Wendi wallet deposit growth
One of the clearest intersections between Pearl Bank’s commercial performance and its inclusion agenda is Wendi, whose wallet deposits surged to UGX 240.5 billion from UGX 45.5 billion.
Launched in 2023 as a digital financial platform to accelerate sustainable financial inclusion, Wendi has rapidly moved from innovation to impact. It brings banking into the daily lives of Ugandans, enabling users to save, send money, pay utilities, transact across borders and support SACCOs nationwide.
Wendi is no longer just a digital product. It is emerging as a meaningful deposit engine and a clear proof point that financial inclusion can translate into commercial scale. For a bank built around fostering prosperity, it is where purpose and profitability visibly converge.

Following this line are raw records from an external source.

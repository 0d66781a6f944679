//! Directory statistics collection
//!
//! Statistics are gathered by a second walk over the same root, through the
//! same `BaseTraversal` rules the tree walker uses, so the totals always
//! describe the tree that was rendered.

use std::io;
use std::path::Path;

use log::debug;

use crate::tree::{BaseTraversal, IgnoreMatcher, WalkerConfig};

/// Collected statistics about a directory tree.
#[derive(Debug, Clone, Copy, Default, PartialEq, Eq)]
pub struct DirectoryStats {
    /// Total number of files
    pub files: usize,
    /// Total number of directories (the root itself is not counted)
    pub directories: usize,
    /// Sum of file sizes in bytes; directories contribute nothing
    pub total_size: u64,
}

/// Statistics collector that accumulates data during tree traversal.
#[derive(Debug, Default)]
pub struct StatsCollector {
    stats: DirectoryStats,
}

impl StatsCollector {
    pub fn new() -> Self {
        Self::default()
    }

    /// Record a file in the statistics.
    pub fn record_file(&mut self, size: u64) {
        self.stats.files += 1;
        self.stats.total_size += size;
    }

    /// Record a directory in the statistics.
    pub fn record_directory(&mut self) {
        self.stats.directories += 1;
    }

    /// Finalize and return the collected statistics.
    pub fn finalize(self) -> DirectoryStats {
        self.stats
    }
}

/// Walk `root` and count files, directories and total file size.
///
/// Uses the same ignore rules and depth limit as `TreeWalker` for the same
/// config. Any listing or stat failure aborts with the underlying error.
pub fn collect_stats(root: &Path, config: &WalkerConfig) -> io::Result<DirectoryStats> {
    let filter = IgnoreMatcher::new(&config.ignore_patterns)?;
    let traversal = BaseTraversal::new(root, config, &filter);
    let mut collector = StatsCollector::new();

    collect_dir(&traversal, root, 0, &mut collector)?;

    let stats = collector.finalize();
    debug!(
        "Stats for {}: {} files, {} directories, {} bytes",
        root.display(),
        stats.files,
        stats.directories,
        stats.total_size
    );
    Ok(stats)
}

fn collect_dir(
    traversal: &BaseTraversal<'_>,
    dir: &Path,
    depth: usize,
    collector: &mut StatsCollector,
) -> io::Result<()> {
    if !traversal.lists_depth(depth) {
        return Ok(());
    }

    for entry in traversal.read_entries(dir, depth)? {
        if entry.is_dir {
            collector.record_directory();
            if entry.descends() {
                collect_dir(traversal, &entry.path, depth + 1, collector)?;
            }
        } else {
            collector.record_file(entry.size);
        }
    }

    Ok(())
}
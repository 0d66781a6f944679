//! TreeWalker - renders the directory tree and collects file contents

use std::fs;
use std::io;
use std::path::Path;

use log::{debug, warn};

use super::config::WalkerConfig;
use super::filter::IgnoreMatcher;
use super::traversal::BaseTraversal;
use super::types::{FileContent, TreeEntry, TreeListing};
use super::utils::{child_prefix, file_extension};

/// Tree walker that builds the full listing in memory.
pub struct TreeWalker {
    config: WalkerConfig,
    filter: IgnoreMatcher,
}

impl TreeWalker {
    /// Create a walker, compiling the default and configured ignore patterns.
    pub fn new(config: WalkerConfig) -> io::Result<Self> {
        let filter = IgnoreMatcher::new(&config.ignore_patterns)?;
        debug!("{} ignore patterns in effect", filter.pattern_count());
        Ok(Self::with_filter(config, filter))
    }

    pub fn with_filter(config: WalkerConfig, filter: IgnoreMatcher) -> Self {
        Self { config, filter }
    }

    pub fn config(&self) -> &WalkerConfig {
        &self.config
    }

    pub fn walk(&self, root: &Path) -> io::Result<TreeListing> {
        let traversal = BaseTraversal::new(root, &self.config, &self.filter);
        let mut listing = TreeListing::default();
        self.walk_dir(&traversal, root, "", 0, &mut listing)?;
        debug!(
            "Walked {}: {} lines, {} content records",
            root.display(),
            listing.lines.len(),
            listing.contents.len()
        );
        Ok(listing)
    }

    fn walk_dir(
        &self,
        traversal: &BaseTraversal<'_>,
        dir: &Path,
        prefix: &str,
        depth: usize,
        listing: &mut TreeListing,
    ) -> io::Result<()> {
        if !traversal.lists_depth(depth) {
            return Ok(());
        }

        let entries = traversal.read_entries(dir, depth)?;
        let total = entries.len();

        for (i, entry) in entries.into_iter().enumerate() {
            let is_last = i + 1 == total;
            listing
                .lines
                .push(entry.tree_line(prefix, is_last, self.config.show_size));

            if entry.descends() {
                let new_prefix = child_prefix(prefix, is_last);
                self.walk_dir(traversal, &entry.path, &new_prefix, depth + 1, listing)?;
            } else if !entry.is_dir && self.config.include_contents {
                listing.contents.push(read_content(&entry));
            }
        }

        Ok(())
    }
}

/// Read a listed file's text. Failures turn into the placeholder record.
///
/// Only regular files are opened; pipes, sockets, devices and broken links
/// get the placeholder without a read, since opening a FIFO blocks.
fn read_content(entry: &TreeEntry) -> FileContent {
    if !entry.is_file {
        warn!("Not a regular file, skipping read: {}", entry.path.display());
        return FileContent::unreadable(entry.relative_path.clone());
    }
    match fs::read(&entry.path) {
        Ok(bytes) => FileContent::new(
            entry.relative_path.clone(),
            String::from_utf8_lossy(&bytes).into_owned(),
            file_extension(&entry.name),
        ),
        Err(e) => {
            warn!("Unable to read {}: {}", entry.path.display(), e);
            FileContent::unreadable(entry.relative_path.clone())
        }
    }
}
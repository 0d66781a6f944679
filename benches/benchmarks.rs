//! Performance benchmarks for treedoc

use criterion::{Criterion, black_box, criterion_group, criterion_main};
use treedoc::test_utils::TestTree;
use treedoc::{GenerateConfig, IgnoreMatcher, OutputFormat, WalkerConfig, generate_document};

const RUST_SOURCE: &str = r#"//! Module documentation

use std::path::Path;

fn main() {
    println!("Hello, world!");
}
"#;

fn create_test_tree(dirs: usize, files_per_dir: usize) -> TestTree {
    let tree = TestTree::new();
    for d in 0..dirs {
        for f in 0..files_per_dir {
            tree.add_file(&format!("dir_{}/file_{}.rs", d, f), RUST_SOURCE);
        }
        tree.add_file(&format!("dir_{}/node_modules/pkg/index.js", d), "");
        tree.add_file(&format!("dir_{}/debug.log", d), "log");
    }
    tree
}

fn bench_ignore_matcher(c: &mut Criterion) {
    let matcher = IgnoreMatcher::new(&["*.tmp".to_string(), "target/**".to_string()]).unwrap();

    let mut group = c.benchmark_group("ignore_matcher");
    group.bench_function("kept_path", |b| {
        b.iter(|| matcher.is_ignored(black_box("src/tree/walker.rs"), false))
    });
    group.bench_function("ignored_dir", |b| {
        b.iter(|| matcher.is_ignored(black_box("packages/web/node_modules"), true))
    });
    group.finish();
}

fn bench_generate(c: &mut Criterion) {
    let mut group = c.benchmark_group("generate_document");

    let small = create_test_tree(5, 10);
    let structure = GenerateConfig::default();
    group.bench_function("structure_50_files", |b| {
        b.iter(|| generate_document(black_box(small.path()), &structure))
    });

    let medium = create_test_tree(20, 25);
    let with_code = GenerateConfig {
        walker: WalkerConfig {
            include_contents: true,
            show_size: true,
            ..Default::default()
        },
        format: OutputFormat::Text,
    };
    group.bench_function("structure_with_code_500_files", |b| {
        b.iter(|| generate_document(black_box(medium.path()), &with_code))
    });

    group.finish();
}

criterion_group!(benches, bench_ignore_matcher, bench_generate);
criterion_main!(benches);
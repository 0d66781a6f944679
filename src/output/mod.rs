//! Document formatting
//!
//! This module assembles the final document from a `TreeListing` and
//! `DirectoryStats`:
//! - `markdown` - headings and fenced blocks
//! - `text` - plain sections with `--- path ---` separators
//! - `config` - the `OutputFormat` selector

mod config;
mod markdown;
mod text;
mod utils;

pub use config::OutputFormat;
pub use markdown::MarkdownFormatter;
pub use text::TextFormatter;
pub use utils::stats_lines;

use crate::stats::DirectoryStats;
use crate::tree::{FileContent, TreeListing};

/// Sink for the sections of a generated document, written in order:
/// tree, contents, statistics.
pub trait DocumentOutput {
    fn write_tree(&mut self, tree: &str);

    /// Write the file contents section. Nothing is written for an empty slice.
    fn write_contents(&mut self, contents: &[FileContent]);

    fn write_stats(&mut self, stats: &DirectoryStats);

    fn into_output(self) -> String;
}

/// Assemble a document with the given formatter.
pub fn write_document<O: DocumentOutput>(
    mut output: O,
    listing: &TreeListing,
    stats: &DirectoryStats,
) -> String {
    output.write_tree(&listing.tree_text());
    output.write_contents(&listing.contents);
    output.write_stats(stats);
    output.into_output()
}

/// Render a document in the selected format.
pub fn render_document(
    format: OutputFormat,
    listing: &TreeListing,
    stats: &DirectoryStats,
) -> String {
    match format {
        OutputFormat::Markdown => write_document(MarkdownFormatter::new(), listing, stats),
        OutputFormat::Text => write_document(TextFormatter::new(), listing, stats),
    }
}
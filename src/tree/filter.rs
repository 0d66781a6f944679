//! Glob-based ignore filtering for tree walking

use std::io;

use glob::Pattern;

/// Patterns that are always ignored: dependency, VCS and build output
/// directories, OS metadata files and logs.
pub const DEFAULT_IGNORE_PATTERNS: &[&str] = &[
    "node_modules/**",
    ".git/**",
    "dist/**",
    "build/**",
    ".DS_Store",
    "*.log",
];

/// A single compiled ignore pattern.
#[derive(Debug, Clone)]
struct IgnoreRule {
    pattern: Pattern,
    /// Stem of a `dir/**` pattern, matched against directories only.
    dir_stem: Option<Pattern>,
    /// Pattern has no `/`, so it also matches bare file names at any depth.
    match_name: bool,
}

impl IgnoreRule {
    fn new(raw: &str) -> Result<Self, glob::PatternError> {
        let dir_stem = match raw.strip_suffix("/**") {
            Some(stem) if !stem.is_empty() => Some(Pattern::new(stem)?),
            _ => None,
        };
        Ok(Self {
            pattern: Pattern::new(raw)?,
            dir_stem,
            match_name: !raw.contains('/'),
        })
    }

    fn matches(&self, relative_path: &str, name: &str, is_dir: bool) -> bool {
        if self.pattern.matches(relative_path) {
            return true;
        }
        if self.match_name && self.pattern.matches(name) {
            return true;
        }
        if let Some(stem) = self.dir_stem.as_ref().filter(|_| is_dir) {
            if stem.matches(relative_path) {
                return true;
            }
            if !stem.as_str().contains('/') && stem.matches(name) {
                return true;
            }
        }
        false
    }
}

/// Decides whether a path relative to the traversal root is excluded.
///
/// Built once per run from the defaults plus user patterns; the walker and
/// the statistics collector each build one from the same `WalkerConfig`.
#[derive(Debug, Clone)]
pub struct IgnoreMatcher {
    rules: Vec<IgnoreRule>,
}

impl IgnoreMatcher {
    /// Compile the default patterns followed by `extra`. Duplicates are dropped.
    pub fn new(extra: &[String]) -> io::Result<Self> {
        let mut seen: Vec<&str> = Vec::new();
        let all = DEFAULT_IGNORE_PATTERNS
            .iter()
            .copied()
            .chain(extra.iter().map(String::as_str));

        let mut rules = Vec::new();
        for raw in all {
            if seen.contains(&raw) {
                continue;
            }
            seen.push(raw);
            let rule = IgnoreRule::new(raw).map_err(|e| {
                io::Error::new(
                    io::ErrorKind::InvalidInput,
                    format!("invalid ignore pattern '{}': {}", raw, e),
                )
            })?;
            rules.push(rule);
        }

        Ok(Self { rules })
    }

    /// Check a `/`-separated path relative to the root. `dir/**` patterns
    /// only exclude the named entry itself when it is a directory.
    pub fn is_ignored(&self, relative_path: &str, is_dir: bool) -> bool {
        let name = relative_path.rsplit('/').next().unwrap_or(relative_path);
        self.rules
            .iter()
            .any(|rule| rule.matches(relative_path, name, is_dir))
    }

    /// Number of distinct patterns in effect.
    pub fn pattern_count(&self) -> usize {
        self.rules.len()
    }
}
//! treedoc - document a directory tree as markdown or plain text

pub mod generate;
pub mod logging;
pub mod output;
pub mod stats;
pub mod tree;

#[cfg(any(test, feature = "test-utils"))]
pub mod test_utils;

pub use generate::{GenerateConfig, generate_document};
pub use output::{DocumentOutput, MarkdownFormatter, OutputFormat, TextFormatter, render_document};
pub use stats::{DirectoryStats, StatsCollector, collect_stats};
pub use tree::{FileContent, IgnoreMatcher, TreeEntry, TreeListing, TreeWalker, WalkerConfig};
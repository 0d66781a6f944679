//! Test utilities for creating temporary directory trees.
//!
//! This module is only compiled for tests and benchmarks.

use std::fs;
use std::path::{Path, PathBuf};
use tempfile::TempDir;

/// A temporary directory tree for testing.
///
/// The directory is automatically cleaned up when dropped.
pub struct TestTree {
    dir: TempDir,
}

impl TestTree {
    /// Create a new empty temporary directory.
    pub fn new() -> Self {
        let dir = TempDir::new().expect("Failed to create temp dir");
        Self { dir }
    }

    /// Get the path to the temporary directory.
    pub fn path(&self) -> &Path {
        self.dir.path()
    }

    /// Add a file, creating parent directories as needed.
    pub fn add_file(&self, path: &str, content: &str) -> PathBuf {
        let full_path = self.dir.path().join(path);
        if let Some(parent) = full_path.parent() {
            fs::create_dir_all(parent).expect("Failed to create parent dirs");
        }
        fs::write(&full_path, content).expect("Failed to write file");
        full_path
    }

    /// Add an (empty) directory.
    pub fn add_dir(&self, path: &str) -> PathBuf {
        let full_path = self.dir.path().join(path);
        fs::create_dir_all(&full_path).expect("Failed to create dir");
        full_path
    }

    /// Add a symlink at `path` pointing to `target` (which may not exist).
    #[cfg(unix)]
    pub fn add_symlink(&self, path: &str, target: &str) -> PathBuf {
        let full_path = self.dir.path().join(path);
        if let Some(parent) = full_path.parent() {
            fs::create_dir_all(parent).expect("Failed to create parent dirs");
        }
        std::os::unix::fs::symlink(target, &full_path).expect("Failed to create symlink");
        full_path
    }

    /// Add a named pipe. Opening it for reading blocks until a writer appears.
    #[cfg(unix)]
    pub fn add_fifo(&self, path: &str) -> PathBuf {
        use std::ffi::CString;
        use std::os::unix::ffi::OsStrExt;

        let full_path = self.dir.path().join(path);
        let c_path = CString::new(full_path.as_os_str().as_bytes()).expect("Path contains NUL");
        let result = unsafe { libc::mkfifo(c_path.as_ptr(), 0o644) };
        assert_eq!(result, 0, "Failed to create fifo: {}", std::io::Error::last_os_error());
        full_path
    }
}

impl Default for TestTree {
    fn default() -> Self {
        Self::new()
    }
}
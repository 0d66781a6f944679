//! Logger setup for the command-line front end

use std::io::Write;

use env_logger::Builder;

/// Environment variable that overrides the verbosity flag.
pub const LOG_ENV: &str = "TREEDOC_LOG";

/// Map the number of `-v` flags to a level filter name.
pub fn level_for_verbosity(verbosity: u8) -> &'static str {
    match verbosity {
        0 => "error",
        1 => "warn",
        2 => "info",
        _ => "debug",
    }
}

/// Install the global logger, writing to stderr. Fails if one is already set.
pub fn setup_logger(verbosity: u8) -> Result<(), log::SetLoggerError> {
    let env = env_logger::Env::default().filter_or(LOG_ENV, level_for_verbosity(verbosity));

    Builder::from_env(env)
        .format(|buf, record| writeln!(buf, "treedoc: {}: {}", record.level(), record.args()))
        .try_init()
}
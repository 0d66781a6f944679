//! Plain text output formatting

use crate::stats::DirectoryStats;
use crate::tree::FileContent;

use super::DocumentOutput;
use super::utils::stats_lines;

/// Plain text document formatter: no headings, no fences.
#[derive(Default)]
pub struct TextFormatter {
    output: String,
}

impl TextFormatter {
    pub fn new() -> Self {
        Self::default()
    }

    pub fn output(&self) -> &str {
        &self.output
    }
}

impl DocumentOutput for TextFormatter {
    fn write_tree(&mut self, tree: &str) {
        self.output.push_str(tree);
    }

    fn write_contents(&mut self, contents: &[FileContent]) {
        if contents.is_empty() {
            return;
        }
        self.output.push_str("\nFile Contents:\n\n");
        for file in contents {
            self.output.push_str("--- ");
            self.output.push_str(&file.relative_path);
            self.output.push_str(" ---\n");
            self.output.push_str(&file.content);
            self.output.push_str("\n\n");
        }
    }

    fn write_stats(&mut self, stats: &DirectoryStats) {
        self.output.push_str("\nProject Statistics:\n");
        for line in stats_lines(stats) {
            self.output.push_str(&line);
            self.output.push('\n');
        }
    }

    fn into_output(self) -> String {
        self.output
    }
}
//! Directory tree walking logic
//!
//! `TreeWalker` renders the sorted, filtered, depth-limited tree and
//! optionally collects file contents. `BaseTraversal` holds the directory
//! reading rules it shares with the statistics pass.

mod config;
mod filter;
mod traversal;
mod types;
mod utils;
mod walker;

// Re-export public types
pub use config::WalkerConfig;
pub use filter::{DEFAULT_IGNORE_PATTERNS, IgnoreMatcher};
pub use traversal::BaseTraversal;
pub use types::{FALLBACK_EXTENSION, FileContent, TreeEntry, TreeListing, UNREADABLE_PLACEHOLDER};
pub use utils::{file_extension, format_size, relative_path};
pub use walker::TreeWalker;
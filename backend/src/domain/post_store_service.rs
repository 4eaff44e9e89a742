//! Post authoring service.

use std::sync::Arc;

use async_trait::async_trait;
use mockable::Clock;
use tracing::info;

use crate::domain::ports::{PostPersistenceError, PostRepository, PostStore, UserRepository};
use crate::domain::{Post, PostId, SocialError, UserId, validate_post_text};

/// Post store backed by user and post repositories.
#[derive(Clone)]
pub struct PostStoreService<U, P> {
    users: Arc<U>,
    posts: Arc<P>,
    clock: Arc<dyn Clock>,
}

impl<U, P> PostStoreService<U, P> {
    /// Create a store that timestamps posts with `clock`.
    pub fn new(users: Arc<U>, posts: Arc<P>, clock: Arc<dyn Clock>) -> Self {
        Self {
            users,
            posts,
            clock,
        }
    }
}

#[async_trait]
impl<U, P> PostStore for PostStoreService<U, P>
where
    U: UserRepository,
    P: PostRepository,
{
    async fn create(&self, user_id: &UserId, text: Option<String>) -> Result<Post, SocialError> {
        let text = validate_post_text(text.as_deref()).map_err(SocialError::InvalidInput)?;
        if self.users.find_by_id(user_id).await?.is_none() {
            return Err(SocialError::UserNotFound(*user_id));
        }

        let post = Post::new(PostId::random(), *user_id, text, self.clock.utc());
        match self.posts.insert(&post).await {
            Ok(()) => {
                info!(%user_id, post_id = %post.id(), "post created");
                Ok(post)
            }
            Err(PostPersistenceError::MissingAuthor) => Err(SocialError::UserNotFound(*user_id)),
            Err(err) => Err(err.into()),
        }
    }

    async fn list_by_user(&self, user_id: &UserId) -> Result<Vec<Post>, SocialError> {
        Ok(self.posts.list_by_author(user_id).await?)
    }
}

#[cfg(test)]
#[path = "post_store_service_tests.rs"]
mod tests;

The scale of Wendi adoption is already evident. The 2025 deposit figure signals strong customer uptake, positioning Wendi not just as an access channel, but as a growing funding base anchored in everyday financial activity.
Recognition has also followed performance.
In 2025, while still operating as PostBank, the institution was named Best Performing Bank under the Small Business Recovery Fund and Agricultural Credit Facility by Bank of Uganda, and it also received sustainability certification from the European Organisation for Sustainable Development.
Those details help locate the bank’s progress within a broader public-policy and development context, rather than as a purely internal financial story.
There are still areas to watch. The bank now has a much larger deposit base than loan book growth would suggest, which raises a fair question about deployment.
Can Pearl Bank translate that funding strength into faster, high-quality lending without reviving credit stress? Can it deepen SME and agricultural financing while holding the line on asset quality? Can Wendi keep scaling in a way that remains both accessible and economically productive?
Those are not criticisms of the 2025 result. They are the next tests implied by it. For now, the broad picture is clearer than ever. Pearl Bank entered 2026 better capitalised, more liquid, more deposit-funded and more profitable than it was a year earlier.